By Phyllis Galowitz
What a gorgeous day! We really lucked out, after yesterday’s pouring rain. I didn’t get to see all there was to see and do, but I can tell you there was something for everyone and it was such fun to meet and greet Andes.
Next to the library, in Bohlmann Park, Scott Hill had made and installed life-size painted cutouts representing the Calico Indians and the Anti-Rent War. Brooke Alderson handed out flyers telling the story to people who may not have been aware of what put Andes on the map one hundred and sixty-eight years ago.
The library porch was packed from 10 am ‘til 3, when we took down the signs and closed for the day. Thanks to all who donated books for our “Monster Book Sale” and to all who bought the books at bargain prices. There was a great selection. The book sale will continue, of course, since we are continuously weeding out the old to make room for the new and because of the generosity of those who bring us “gently read” books.

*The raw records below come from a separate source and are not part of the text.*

/// Compiled-in capacities and timing defaults.
///
/// Capacities bound worst-case memory and cycle time regardless of how
/// busy the RF environment is. Timings are the starting values of
/// [`CycleConfig`](crate::cycle::CycleConfig) and can be changed at runtime
/// with host commands.

/// Maximum access points tracked per discovery cycle.
pub const MAX_APS: usize = 10;

/// Maximum distinct stations recorded per access point.
pub const MAX_STATIONS: usize = 10;

/// Time to let the radio settle after a channel change before capturing.
pub const SETTLE_MS: u64 = 100;

/// Passive capture dwell per access point.
/// Dominates cycle latency: a cycle takes roughly `aps × CAPTURE_MS`.
pub const CAPTURE_MS: u64 = 3000;

/// Wait between the end of one report and the next active scan.
pub const IDLE_MS: u64 = 60_000;

/// Idle multiplier applied after a failed active scan (60 s × 5 = 5 min).
pub const FAILURE_BACKOFF_FACTOR: u32 = 5;

/// Longest NMEA 0183 sentence is 82 bytes; leave room for noise.
pub const NMEA_LINE_LEN: usize = 96;

/// Bytes pulled from the GPS UART per non-blocking poll.
pub const GPS_READ_CHUNK: usize = 128;

/// Upper bound on bytes drained from the GPS per poll, so a chatty
/// receiver cannot stall the cycle loop.
pub const GPS_MAX_POLL_BYTES: usize = 1024;

/// Depth of the capture-callback → controller observation queue.
pub const OBSERVATION_QUEUE_LEN: usize = 64;
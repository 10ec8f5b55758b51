/// JSON message protocol for the serial console.
///
/// All messages are newline-delimited JSON (NDJSON).
/// Uses `heapless` types for no_std/no-alloc operation.
use heapless::{String, Vec};
use serde::{Deserialize, Serialize};

/// Maximum length for MAC address strings ("AA:BB:CC:DD:EE:FF")
pub type MacString = String<18>;

/// ISO-8601 UTC timestamp ("2026-10-17T12:35:19Z")
pub type TimeString = String<20>;

/// Messages sent from the device to the console / companion
#[derive(Debug, Serialize)]
#[serde(tag = "type")]
pub enum DeviceMessage<'a> {
    /// One access point row of a cycle report
    #[serde(rename = "ap")]
    Ap {
        cycle: u32,
        ssid: &'a str,
        bssid: &'a MacString,
        /// "2.4G", "5G", "6G" or "???"
        band: &'static str,
        ch: u8,
        rssi: i8,
        /// Security label, e.g. "WPA2/WPA3"
        sec: &'static str,
        /// Distinct stations seen transmitting to this AP
        clients: u8,
        /// "fix", "no_fix" or "no_data"
        gps: &'static str,
        #[serde(skip_serializing_if = "Option::is_none")]
        lat: Option<f64>,
        #[serde(skip_serializing_if = "Option::is_none")]
        lon: Option<f64>,
        #[serde(skip_serializing_if = "Option::is_none")]
        time: Option<&'a TimeString>,
    },
    /// End-of-cycle summary, sent after the AP rows
    #[serde(rename = "cycle")]
    Cycle {
        cycle: u32,
        aps: u8,
        clients: u16,
        scan_failed: bool,
        gps: &'static str,
        #[serde(skip_serializing_if = "Option::is_none")]
        lat: Option<f64>,
        #[serde(skip_serializing_if = "Option::is_none")]
        lon: Option<f64>,
        #[serde(skip_serializing_if = "Option::is_none")]
        time: Option<&'a TimeString>,
    },
    /// Device status report
    #[serde(rename = "status")]
    Status {
        running: bool,
        /// Uptime in seconds
        uptime: u32,
        /// Free heap in bytes
        heap_free: u32,
        /// Cycles started since boot
        cycles: u32,
        /// Whether station sets persist across cycles
        retain: bool,
        capture_ms: u32,
        idle_ms: u32,
        /// Board identifier
        board: &'static str,
        /// Firmware version
        version: &'static str,
    },
}

/// Commands sent from the console to the device.
///
/// Deserialized manually via [`RawCommand`] in `comm::parse_command()` because
/// `serde_json_core` does not support internally tagged enums (`deserialize_any`).
#[derive(Debug, Clone, Copy, PartialEq)]
pub enum HostCommand {
    /// Resume discovery cycles
    Start,
    /// Pause discovery cycles (GPS keeps being polled)
    Stop,
    /// Request current status
    GetStatus,
    /// Per-AP capture dwell
    SetCapture { ms: u32 },
    /// Wait between cycles
    SetIdle { ms: u32 },
    /// Channel settle time before each capture
    SetSettle { ms: u32 },
    /// Keep station sets across cycles
    SetRetain { enabled: bool },
    /// Rank report rows by signal strength
    SetSort { enabled: bool },
    /// Forget all retained stations
    ClearClients,
}

/// Wire format for host commands. A flat struct that `serde_json_core` can
/// deserialize without `deserialize_any`. Converted to [`HostCommand`] in
/// `comm::parse_command()`.
#[derive(Deserialize)]
pub(crate) struct RawCommand {
    pub cmd: String<16>,
    #[serde(default)]
    pub ms: Option<u32>,
    #[serde(default)]
    pub enabled: Option<bool>,
}

/// Firmware version string
pub const VERSION: &str = env!("CARGO_PKG_VERSION");

/// Maximum size of a serialized JSON message
pub const MAX_MSG_LEN: usize = 512;

/// Buffer type for serialized JSON messages
pub type MsgBuffer = Vec<u8, MAX_MSG_LEN>;

#[cfg(test)]
mod tests {
    use super::*;

    fn to_json<'b>(msg: &DeviceMessage, buf: &'b mut [u8]) -> &'b str {
        let len = serde_json_core::to_slice(msg, buf).unwrap();
        core::str::from_utf8(&buf[..len]).unwrap()
    }

    // ── DeviceMessage serialization ─────────────────────────────────

    #[test]
    fn serialize_ap_row_with_fix() {
        let bssid = MacString::try_from("11:22:33:44:55:66").unwrap();
        let time = TimeString::try_from("2026-10-17T12:35:19Z").unwrap();
        let msg = DeviceMessage::Ap {
            cycle: 3,
            ssid: "CoffeeShop",
            bssid: &bssid,
            band: "2.4G",
            ch: 6,
            rssi: -52,
            sec: "WPA2",
            clients: 4,
            gps: "fix",
            lat: Some(48.5),
            lon: Some(-11.25),
            time: Some(&time),
        };
        let mut buf = [0u8; 512];
        let json = to_json(&msg, &mut buf);
        assert!(json.starts_with(r#"{"type":"ap""#));
        assert!(json.contains(r#""ssid":"CoffeeShop""#));
        assert!(json.contains(r#""bssid":"11:22:33:44:55:66""#));
        assert!(json.contains(r#""ch":6"#));
        assert!(json.contains(r#""rssi":-52"#));
        assert!(json.contains(r#""clients":4"#));
        assert!(json.contains(r#""lat":48.5"#));
        assert!(json.contains(r#""lon":-11.25"#));
        assert!(json.contains(r#""time":"2026-10-17T12:35:19Z""#));
    }

    #[test]
    fn serialize_ap_row_without_fix_omits_coordinates() {
        let bssid = MacString::try_from("11:22:33:44:55:66").unwrap();
        let msg = DeviceMessage::Ap {
            cycle: 1,
            ssid: "",
            bssid: &bssid,
            band: "5G",
            ch: 36,
            rssi: -80,
            sec: "OPEN",
            clients: 0,
            gps: "no_fix",
            lat: None,
            lon: None,
            time: None,
        };
        let mut buf = [0u8; 512];
        let json = to_json(&msg, &mut buf);
        assert!(json.contains(r#""gps":"no_fix""#));
        assert!(json.contains(r#""ssid":"""#));
        assert!(!json.contains("lat"));
        assert!(!json.contains("lon"));
        assert!(!json.contains("time"));
    }

    #[test]
    fn serialize_cycle_summary() {
        let msg = DeviceMessage::Cycle {
            cycle: 7,
            aps: 0,
            clients: 0,
            scan_failed: true,
            gps: "no_data",
            lat: None,
            lon: None,
            time: None,
        };
        let mut buf = [0u8; 256];
        let json = to_json(&msg, &mut buf);
        assert!(json.contains(r#""type":"cycle""#));
        assert!(json.contains(r#""scan_failed":true"#));
        assert!(json.contains(r#""gps":"no_data""#));
    }

    #[test]
    fn serialize_status_message() {
        let msg = DeviceMessage::Status {
            running: true,
            uptime: 120,
            heap_free: 48000,
            cycles: 9,
            retain: false,
            capture_ms: 3000,
            idle_ms: 6000,
            board: "test_board",
            version: "0.1.0",
        };
        let mut buf = [0u8; 256];
        let json = to_json(&msg, &mut buf);
        assert!(json.contains(r#""type":"status""#));
        assert!(json.contains(r#""running":true"#));
        assert!(json.contains(r#""cycles":9"#));
        assert!(json.contains(r#""board":"test_board""#));
    }

    #[test]
    fn host_command_equality() {
        assert_eq!(HostCommand::SetCapture { ms: 500 }, HostCommand::SetCapture { ms: 500 });
        assert_ne!(HostCommand::Start, HostCommand::Stop);
    }

    // ── Version constant ────────────────────────────────────────────

    #[test]
    fn version_is_semver() {
        let parts: heapless::Vec<&str, 4> = VERSION.split('.').collect();
        assert_eq!(
            parts.len(),
            3,
            "VERSION should be semver (major.minor.patch)"
        );
        for part in &parts {
            assert!(part.parse::<u32>().is_ok(), "'{part}' is not a number");
        }
    }
}
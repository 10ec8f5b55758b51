/// NMEA 0183 fix tracker.
///
/// Consumes raw GPS UART bytes in whatever chunks the driver hands over,
/// reassembles sentences, and keeps the latest position and time fix.
///
/// Only two sentence formatters matter:
/// - **GGA**: position and fix quality
/// - **RMC**: UTC time and date, used to set the wall clock
///
/// Every other sentence is counted as GPS activity and otherwise ignored.
/// Nothing here fails loudly: GPS dropouts and torn reads are routine, so a
/// bad sentence simply means "no update".
use core::fmt;

use nmea0183::{ParseResult, Parser, GGA, RMC};

use crate::comm::{trim_trailing_whitespace, LineReader};
use crate::defaults::NMEA_LINE_LEN;

/// UTC calendar timestamp decoded from an RMC sentence.
#[derive(Debug, Clone, Copy, PartialEq, Eq)]
pub struct DateTime {
    pub year: u16,
    pub month: u8,
    pub day: u8,
    pub hour: u8,
    pub minute: u8,
    pub second: u8,
}

impl DateTime {
    /// Build a timestamp, rejecting out-of-range fields.
    pub fn new(year: u16, month: u8, day: u8, hour: u8, minute: u8, second: u8) -> Option<Self> {
        if !(1..=12).contains(&month) || day == 0 || day > days_in_month(year, month) {
            return None;
        }
        // 60 allows a leap second
        if hour > 23 || minute > 59 || second > 60 {
            return None;
        }
        Some(Self {
            year,
            month,
            day,
            hour,
            minute,
            second,
        })
    }

    /// Seconds since 1970-01-01T00:00:00Z.
    pub fn unix_timestamp(&self) -> i64 {
        let days = days_from_civil(self.year as i64, self.month as i64, self.day as i64);
        days * 86_400 + self.hour as i64 * 3600 + self.minute as i64 * 60 + self.second as i64
    }
}

impl fmt::Display for DateTime {
    fn fmt(&self, f: &mut fmt::Formatter<'_>) -> fmt::Result {
        write!(
            f,
            "{:04}-{:02}-{:02}T{:02}:{:02}:{:02}Z",
            self.year, self.month, self.day, self.hour, self.minute, self.second
        )
    }
}

fn is_leap(year: u16) -> bool {
    (year % 4 == 0 && year % 100 != 0) || year % 400 == 0
}

fn days_in_month(year: u16, month: u8) -> u8 {
    match month {
        2 if is_leap(year) => 29,
        2 => 28,
        4 | 6 | 9 | 11 => 30,
        _ => 31,
    }
}

/// Days since the Unix epoch for a proleptic Gregorian date.
fn days_from_civil(year: i64, month: i64, day: i64) -> i64 {
    let y = if month <= 2 { year - 1 } else { year };
    let era = (if y >= 0 { y } else { y - 399 }) / 400;
    let yoe = y - era * 400;
    let mp = (month + 9) % 12;
    let doy = (153 * mp + 2) / 5 + day - 1;
    let doe = yoe * 365 + yoe / 4 - yoe / 100 + doy;
    era * 146_097 + doe - 719_468
}

/// Latest GPS fix as seen by the tracker.
///
/// `latitude`/`longitude` keep their last good values when the fix drops,
/// so readers must go through [`FixState::position`], which hides them
/// while `valid` is false.
#[derive(Debug, Clone, Copy, PartialEq)]
pub struct FixState {
    pub latitude: f64,
    pub longitude: f64,
    pub valid: bool,
    pub satellites: u8,
    pub time: Option<DateTime>,
    /// Checksum-valid sentences accepted since boot
    pub sentences: u32,
}

impl FixState {
    pub const fn new() -> Self {
        Self {
            latitude: 0.0,
            longitude: 0.0,
            valid: false,
            satellites: 0,
            time: None,
            sentences: 0,
        }
    }

    /// Current position, or `None` without a valid fix.
    pub fn position(&self) -> Option<(f64, f64)> {
        self.valid.then_some((self.latitude, self.longitude))
    }

    /// Whether the receiver has produced any sentence at all.
    pub fn has_data(&self) -> bool {
        self.sentences > 0
    }
}

impl Default for FixState {
    fn default() -> Self {
        Self::new()
    }
}

/// What a single [`FixTracker::feed`] call changed.
#[derive(Debug, Clone, Copy, PartialEq, Default)]
pub struct FeedSummary {
    /// Sentences accepted (checksum valid)
    pub accepted: u16,
    /// Lines discarded as fragments or corrupt
    pub rejected: u16,
    /// A GGA sentence was processed (fix may have become valid or invalid)
    pub position: bool,
    /// Time decoded from an RMC sentence in this chunk
    pub time: Option<DateTime>,
}

/// Reactive NMEA tracker: no thread, no I/O, just bytes in and fix state out.
///
/// Framing goes through [`LineReader`]; each complete line is then handed to
/// the `nmea0183` parser, which checks the checksum and decodes the fields.
pub struct FixTracker {
    reader: LineReader<NMEA_LINE_LEN>,
    parser: Parser,
    fix: FixState,
}

impl FixTracker {
    pub fn new() -> Self {
        Self {
            reader: LineReader::new(),
            parser: Parser::new(),
            fix: FixState::new(),
        }
    }

    /// Snapshot of the current fix.
    pub fn fix(&self) -> FixState {
        self.fix
    }

    /// Feed a chunk of raw UART bytes. Partial trailing sentences are held
    /// until the rest arrives.
    pub fn feed(&mut self, bytes: &[u8]) -> FeedSummary {
        let mut summary = FeedSummary::default();
        for &byte in bytes {
            // `$` always starts a sentence; whatever was pending is a torn fragment
            if byte == b'$' && self.reader.discard() {
                log::debug!("NMEA fragment dropped on resync");
                summary.rejected = summary.rejected.saturating_add(1);
            }
            if let Some(line) = self.reader.feed(byte) {
                apply_line(&mut self.parser, &mut self.fix, line, &mut summary);
            }
        }
        summary
    }
}

impl Default for FixTracker {
    fn default() -> Self {
        Self::new()
    }
}

fn apply_line(parser: &mut Parser, fix: &mut FixState, line: &[u8], summary: &mut FeedSummary) {
    let line = trim_trailing_whitespace(line);
    // Lines without a checksum delimiter are torn reads and never parsed.
    if !line.starts_with(b"$") || !line.contains(&b'*') {
        log::debug!("NMEA line discarded ({} bytes)", line.len());
        summary.rejected = summary.rejected.saturating_add(1);
        return;
    }
    let is_gga = line.get(3..6) == Some(&b"GGA"[..]);

    let mut parsed = None;
    for &byte in line.iter().chain(b"\r\n") {
        if let Some(result) = parser.parse_from_byte(byte) {
            parsed = Some(result);
        }
    }

    match parsed {
        Some(Ok(result)) => {
            summary.accepted = summary.accepted.saturating_add(1);
            fix.sentences = fix.sentences.saturating_add(1);
            match result {
                ParseResult::GGA(gga) => {
                    apply_gga(fix, gga.as_ref(), has_fix_quality(line));
                    summary.position = true;
                }
                ParseResult::RMC(Some(rmc)) => {
                    if let Some(time) = rmc_time(&rmc) {
                        fix.time = Some(time);
                        summary.time = Some(time);
                    }
                }
                _ => {}
            }
        }
        Some(Err(err)) => {
            log::debug!("NMEA sentence rejected: {:?}", err);
            summary.rejected = summary.rejected.saturating_add(1);
            // A GGA we cannot read is a GGA without a usable fix
            if is_gga {
                fix.valid = false;
                summary.position = true;
            }
        }
        None => summary.rejected = summary.rejected.saturating_add(1),
    }
}

/// GGA field 6 is the fix quality; `0` means no fix even when the receiver
/// still repeats stale coordinates.
fn has_fix_quality(line: &[u8]) -> bool {
    matches!(line.split(|b| *b == b',').nth(6), Some(q) if !q.is_empty() && q != b"0")
}

fn apply_gga(fix: &mut FixState, gga: Option<&GGA>, has_quality: bool) {
    match gga {
        Some(gga) if has_quality => {
            fix.latitude = gga.latitude.as_f64();
            fix.longitude = gga.longitude.as_f64();
            fix.valid = true;
            fix.satellites = gga.sat_in_use;
        }
        // Coordinates stay as they were; `valid` hides them.
        _ => fix.valid = false,
    }
}

/// RMC carries a two-digit year; 80..=99 are 19xx, the rest 20xx.
fn rmc_time(rmc: &RMC) -> Option<DateTime> {
    let date = &rmc.datetime.date;
    let time = &rmc.datetime.time;
    let yy = date.year % 100;
    let year = if yy >= 80 { 1900 + yy } else { 2000 + yy };
    DateTime::new(year, date.month, date.day, time.hours, time.minutes, time.seconds as u8)
}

After my stint at the book sale, I went to Ballantine Park, where David Capps had conceptualized a dance performance with improvised movements befitting the beautiful space, the trees, the streams and the rock formations. There was a cellist, Paul de Jong, accompanying the dancers as they wound through the trees, over rocks and tumbled through the grass. His music and the beat of the drums in the distance led the audience and the dancers farther into the park, where the natural landscape inspired the magical dancing. Deeper inside the park, Michael Suchorsky’s drumming could be heard, leading the dancers, like the Pied Piper, until, perched atop a mound of rocks, he beat the drums, while they and we, the audience, reached the other end of the park. There, behind a copse of trees, sat the cellist, again, inspiring the woodland fairies, splashing in the stream and rolling on the hills, and David, doing his “Stand-up, Sit-down” piece, concluded their entertainment!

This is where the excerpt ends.